Jetzt pfeifen auch die Chinesen auf Gold – Preis fast auf Vierjahrestief 

Die schlechten Nachrichten für Goldanleger reißen nicht ab: Nun schwächelt auch die Nachfrage im größten Käuferland China.

Im Normalfall steigt die Goldnachfrage in China zu dieser Jahreszeit, da die Händler ihre Bestände einige Monate vor den Feiertagen zum Mondneujahresfest im Februar aufstocken – doch in diesem Jahr schwächelt auch das größte Käuferland für das gelbe Edelmetall. Diese Zurückhaltung zeigt, dass sogar die chinesischen Händler auf sinkende Preise setzen.

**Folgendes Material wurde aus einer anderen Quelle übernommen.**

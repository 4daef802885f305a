//! Scanner that splits a single source line into raw tokens.

use std::iter::Peekable;
use std::str::CharIndices;

use super::token::{lookup_word, Token, TokenKind};
use crate::error::LexicalError;

/// Scanner over one physical line.
///
/// Yields tokens in source order. After a comment or the first error the
/// scanner is exhausted.
pub struct Scanner<'a> {
    line: &'a str,
    line_number: usize,
    chars: Peekable<CharIndices<'a>>,
    current_offset: usize,
    start_offset: usize,
    finished: bool,
}

impl<'a> Scanner<'a> {
    pub fn new(line: &'a str, line_number: usize) -> Self {
        Self {
            line,
            line_number,
            chars: line.char_indices().peekable(),
            current_offset: 0,
            start_offset: 0,
            finished: false,
        }
    }

    /// Scan a single token, `None` at end of line
    fn scan_token(&mut self) -> Option<Result<Token, LexicalError>> {
        self.skip_whitespace();

        let (offset, c) = self.advance()?;
        self.start_offset = offset;
        let next = self.peek();

        let token = match c {
            '(' | ')' | '{' | '}' | '[' | ']' | ';' | ',' | ':' | '.' | '?' => {
                Ok(self.make_token(TokenKind::Symbol))
            }

            '<' => {
                self.match_char('<');
                Ok(self.make_token(TokenKind::Operator))
            }
            '>' => {
                self.match_char('>');
                Ok(self.make_token(TokenKind::Operator))
            }

            '/' if next == Some('/') => Ok(self.scan_comment()),

            '+' | '-' | '*' | '/' | '%' | '=' | '!' | '&' | '|' | '^' | '~' => {
                Ok(self.make_token(TokenKind::Operator))
            }

            '#' => self.scan_preprocessor(),
            '"' => self.scan_string(),
            '0'..='9' => self.scan_number(),
            c if is_ident_start(c) => Ok(self.scan_word()),

            _ => Err(self.unrecognized()),
        };

        Some(token)
    }

    fn skip_whitespace(&mut self) {
        while self.peek().map_or(false, char::is_whitespace) {
            self.advance();
        }
    }

    fn advance(&mut self) -> Option<(usize, char)> {
        let result = self.chars.next();
        if let Some((offset, c)) = result {
            self.current_offset = offset + c.len_utf8();
        }
        result
    }

    fn peek(&mut self) -> Option<char> {
        self.chars.peek().map(|(_, c)| *c)
    }

    fn match_char(&mut self, expected: char) -> bool {
        if self.peek() == Some(expected) {
            self.advance();
            true
        } else {
            false
        }
    }

    /// Consume `expected` if the rest of the line starts with it
    fn match_str(&mut self, expected: &str) -> bool {
        if self.line[self.current_offset..].starts_with(expected) {
            for _ in expected.chars() {
                self.advance();
            }
            true
        } else {
            false
        }
    }

    fn make_token(&self, kind: TokenKind) -> Token {
        let text = &self.line[self.start_offset..self.current_offset];
        self.token_with_text(kind, text)
    }

    fn token_with_text(&self, kind: TokenKind, text: &str) -> Token {
        Token::new(kind, text, self.line_number, self.start_offset + 1)
    }

    /// Report the run of characters starting at the current token
    fn unrecognized(&mut self) -> LexicalError {
        while let Some(c) = self.peek() {
            if c.is_whitespace() || matches!(c, '"' | '\'' | ';') {
                break;
            }
            self.advance();
        }

        LexicalError::UnrecognizedToken {
            text: self.line[self.start_offset..self.current_offset].trim_end().to_string(),
            line: self.line_number,
            column: self.start_offset + 1,
        }
    }

    fn scan_comment(&mut self) -> Token {
        while self.advance().is_some() {}
        self.make_token(TokenKind::Comment)
    }

    fn scan_preprocessor(&mut self) -> Result<Token, LexicalError> {
        if !self.match_str("include") {
            return Err(self.unrecognized());
        }
        self.skip_whitespace();
        if !self.match_char('<') {
            return Err(self.unrecognized());
        }

        loop {
            match self.advance() {
                Some((_, '>')) => break,
                Some(_) => {}
                None => return Err(self.unrecognized_from_start()),
            }
        }

        Ok(self.make_token(TokenKind::Preprocessor))
    }

    fn scan_string(&mut self) -> Result<Token, LexicalError> {
        loop {
            match self.advance() {
                Some((end, '"')) => {
                    let content = &self.line[self.start_offset + 1..end];
                    return Ok(self.token_with_text(TokenKind::StringLiteral, content));
                }
                Some((_, '\\')) => {
                    self.advance();
                }
                Some(_) => {}
                None => return Err(self.unrecognized_from_start()),
            }
        }
    }

    /// An unterminated construct reaching the end of the line
    fn unrecognized_from_start(&mut self) -> LexicalError {
        let rest = &self.line[self.start_offset..];
        let end = rest
            .char_indices()
            .skip(1)
            .find(|(_, c)| c.is_whitespace() || matches!(c, '"' | '\'' | ';'))
            .map_or(rest.len(), |(i, _)| i);

        LexicalError::UnrecognizedToken {
            text: rest[..end].to_string(),
            line: self.line_number,
            column: self.start_offset + 1,
        }
    }

    fn scan_number(&mut self) -> Result<Token, LexicalError> {
        while self.peek().map_or(false, |c| c.is_ascii_digit()) {
            self.advance();
        }

        // `12abc` is neither a number nor a word
        if self.peek().map_or(false, is_ident_continue) {
            return Err(self.unrecognized());
        }

        Ok(self.make_token(TokenKind::IntegerLiteral))
    }

    fn scan_word(&mut self) -> Token {
        self.consume_word();
        let line = self.line;
        let word = &line[self.start_offset..self.current_offset];

        match word {
            "using" if self.match_namespace_directive() => {
                self.make_token(TokenKind::NamespaceDirective)
            }
            "std" if self.match_qualified_stream() => self.make_token(TokenKind::Identifier),
            _ => self.make_token(lookup_word(word)),
        }
    }

    fn consume_word(&mut self) {
        while self.peek().map_or(false, is_ident_continue) {
            self.advance();
        }
    }

    /// After `using`: whitespace, `namespace`, whitespace, `std`
    fn match_namespace_directive(&mut self) -> bool {
        let checkpoint = (self.chars.clone(), self.current_offset);

        let matched = self.match_whitespace()
            && self.match_keyword("namespace")
            && self.match_whitespace()
            && self.match_keyword("std");

        if !matched {
            (self.chars, self.current_offset) = checkpoint;
        }
        matched
    }

    /// After `std`: `::cout` or `::cin`
    fn match_qualified_stream(&mut self) -> bool {
        let checkpoint = (self.chars.clone(), self.current_offset);

        let matched = self.match_str("::") && (self.match_keyword("cout") || self.match_keyword("cin"));

        if !matched {
            (self.chars, self.current_offset) = checkpoint;
        }
        matched
    }

    fn match_whitespace(&mut self) -> bool {
        let start = self.current_offset;
        self.skip_whitespace();
        self.current_offset > start
    }

    /// Match a whole word, not a prefix of a longer identifier
    fn match_keyword(&mut self, keyword: &str) -> bool {
        let Some(after) = self.line[self.current_offset..].strip_prefix(keyword) else {
            return false;
        };
        if after.chars().next().map_or(false, is_ident_continue) {
            return false;
        }
        self.match_str(keyword)
    }
}

impl Iterator for Scanner<'_> {
    type Item = Result<Token, LexicalError>;

    fn next(&mut self) -> Option<Self::Item> {
        if self.finished {
            return None;
        }

        let result = self.scan_token();
        match &result {
            None | Some(Err(_)) => self.finished = true,
            Some(Ok(token)) if token.kind == TokenKind::Comment => self.finished = true,
            Some(Ok(_)) => {}
        }
        result
    }
}

fn is_ident_start(c: char) -> bool {
    c == '_' || unicode_xid::UnicodeXID::is_xid_start(c)
}

fn is_ident_continue(c: char) -> bool {
    c == '_' || unicode_xid::UnicodeXID::is_xid_continue(c)
}
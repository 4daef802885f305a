//! Semantic analyzer: builds the symbol table and runs the ordered checks.

use log::debug;

use super::checks::{run_checks, Verdict, Violation, CHECKS};
use super::declarations::Declarations;
use super::directives::DirectiveFlags;
use super::symbol_table::SymbolTable;
use crate::error::LexicalError;
use crate::lexer::{tokenize_line, Token};

/// Everything one analysis run knows about the source.
///
/// Built fresh for every run and consumed by the checks.
#[derive(Debug, Clone, Default)]
pub struct AnalysisContext {
    /// Tokens of each source line
    pub lines: Vec<Vec<Token>>,
    pub flags: DirectiveFlags,
    pub declarations: Declarations,
}

impl AnalysisContext {
    /// Read the source once, line by line, collecting directives and declarations
    pub fn build(source: &str) -> Result<Self, LexicalError> {
        let mut context = AnalysisContext::default();

        for (index, line) in source.lines().enumerate() {
            let tokens = tokenize_line(line, index + 1)?;
            context.flags.scan_line(&tokens);
            context.declarations.scan_line(line, &tokens);
            context.lines.push(tokens);
        }

        debug!(
            "collected {} symbols and {} identifier uses",
            context.declarations.symbols.len(),
            context.declarations.free_identifiers.len()
        );
        Ok(context)
    }
}

/// Result of the semantic phase
#[derive(Debug, Clone, PartialEq, Eq)]
pub struct SemanticReport {
    pub symbols: SymbolTable,
    /// Verdicts in evaluation order, ending at the first failure
    pub verdicts: Vec<Verdict>,
}

impl SemanticReport {
    pub fn is_coherent(&self) -> bool {
        self.verdicts.len() == CHECKS.len() && self.verdicts.iter().all(Verdict::passed)
    }

    pub fn violation(&self) -> Option<&Violation> {
        self.verdicts.iter().find_map(|v| v.result.as_ref().err())
    }
}

/// Semantic analyzer for one source text
pub struct SemanticAnalyzer<'a> {
    source: &'a str,
}

impl<'a> SemanticAnalyzer<'a> {
    pub fn new(source: &'a str) -> Self {
        Self { source }
    }

    /// Run the analysis.
    ///
    /// Fails only if the source does not tokenize; semantic problems are
    /// reported as verdicts.
    pub fn analyze(&self) -> Result<SemanticReport, LexicalError> {
        let context = AnalysisContext::build(self.source)?;
        let verdicts = run_checks(&context);

        Ok(SemanticReport {
            symbols: context.declarations.symbols,
            verdicts,
        })
    }
}

#[cfg(test)]
mod tests {
    use super::*;
    use crate::semantic::{Check, Scope, SymbolKind};

    const PROGRAM: &str = r#"#include <iostream>
using namespace std;

int main() {
    int first, second;
    int sum;
    cout << "Enter two numbers: ";
    cin >> first >> second;
    sum = first + second;
    cout << "Sum: " << sum << endl;
    return 0;
}
"#;

    fn analyze(source: &str) -> SemanticReport {
        SemanticAnalyzer::new(source).analyze().expect("source should tokenize")
    }

    fn failed_check(source: &str) -> Option<Check> {
        analyze(source).verdicts.iter().find(|v| !v.passed()).map(|v| v.check)
    }

    #[test]
    fn coherent_program() {
        let report = analyze(PROGRAM);
        assert!(report.is_coherent(), "{:?}", report.verdicts);

        let table: Vec<_> = report
            .symbols
            .iter()
            .map(|s| (s.scope, s.kind, s.declared_type.as_str(), s.name.as_str()))
            .collect();
        assert_eq!(
            table,
            vec![
                (Scope::Global, SymbolKind::Function, "int", "main"),
                (Scope::Local, SymbolKind::Variable, "int", "first"),
                (Scope::Local, SymbolKind::Variable, "int", "second"),
                (Scope::Local, SymbolKind::Variable, "int", "sum"),
            ]
        );
    }

    #[test]
    fn missing_include() {
        let source = PROGRAM.replace("#include <iostream>", "");
        let report = analyze(&source);
        assert_eq!(report.verdicts.len(), CHECKS.len());
        assert!(matches!(report.violation(), Some(Violation::MissingIoLibrary { line: 7, .. })));
    }

    #[test]
    fn missing_namespace() {
        let source = PROGRAM.replace("using namespace std;", "");
        assert_eq!(failed_check(&source), Some(Check::Namespace));
    }

    #[test]
    fn wrong_stream_operator() {
        let source = PROGRAM.replace("cin >> first", "cin << first");
        let report = analyze(&source);
        assert_eq!(report.verdicts.len(), 1);
        assert_eq!(report.verdicts[0].check, Check::StreamOperators);
    }

    #[test]
    fn undeclared_identifier() {
        let source = PROGRAM.replace("sum = first + second;", "sum = first + third;");
        let report = analyze(&source);
        assert!(matches!(
            report.violation(),
            Some(Violation::UndeclaredIdentifier { name, line: 9, .. }) if name == "third"
        ));
    }

    #[test]
    fn incompatible_operands() {
        assert_eq!(failed_check("int a; int b; a + b;"), None);
        assert_eq!(
            failed_check("int a; string b; a + b;"),
            Some(Check::OperandTypes)
        );
    }

    #[test]
    fn invalid_return() {
        let source = PROGRAM.replace("return 0;", "return \"done\";");
        assert_eq!(failed_check(&source), Some(Check::ReturnType));
    }

    #[test]
    fn runs_are_independent() {
        let first = analyze(PROGRAM);
        let second = analyze(PROGRAM);
        assert_eq!(first, second);
    }
}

Steigende Dollar-Nachfrage drückt Goldpreis
Für den Goldpreis ging es bis in die Nähe eines Vierjahrestiefs abwärts. Nachdem die japanische Notenbank ihre Konjunkturmaßnahmen ausgeweitet hat, während die US-Notenbank Federal Reserve ihre Wertpapierkäufe beendete, stieg die Nachfrage nach dem US-Dollar, was die Attraktivität von Gold als Anlagealternative schmälerte. "Die unterschiedlichen geldpolitischen Haltungen stützen den Dollar, was es für Gold schwierig machen wird", sagte Hou Jun, Stratege bei CITIC Futures in Shenzhen. Für die Unze des Edelmetalls wurden am Dienstag 1165,09 Dollar gezahlt, 0,1 Prozent weniger als am Vortag.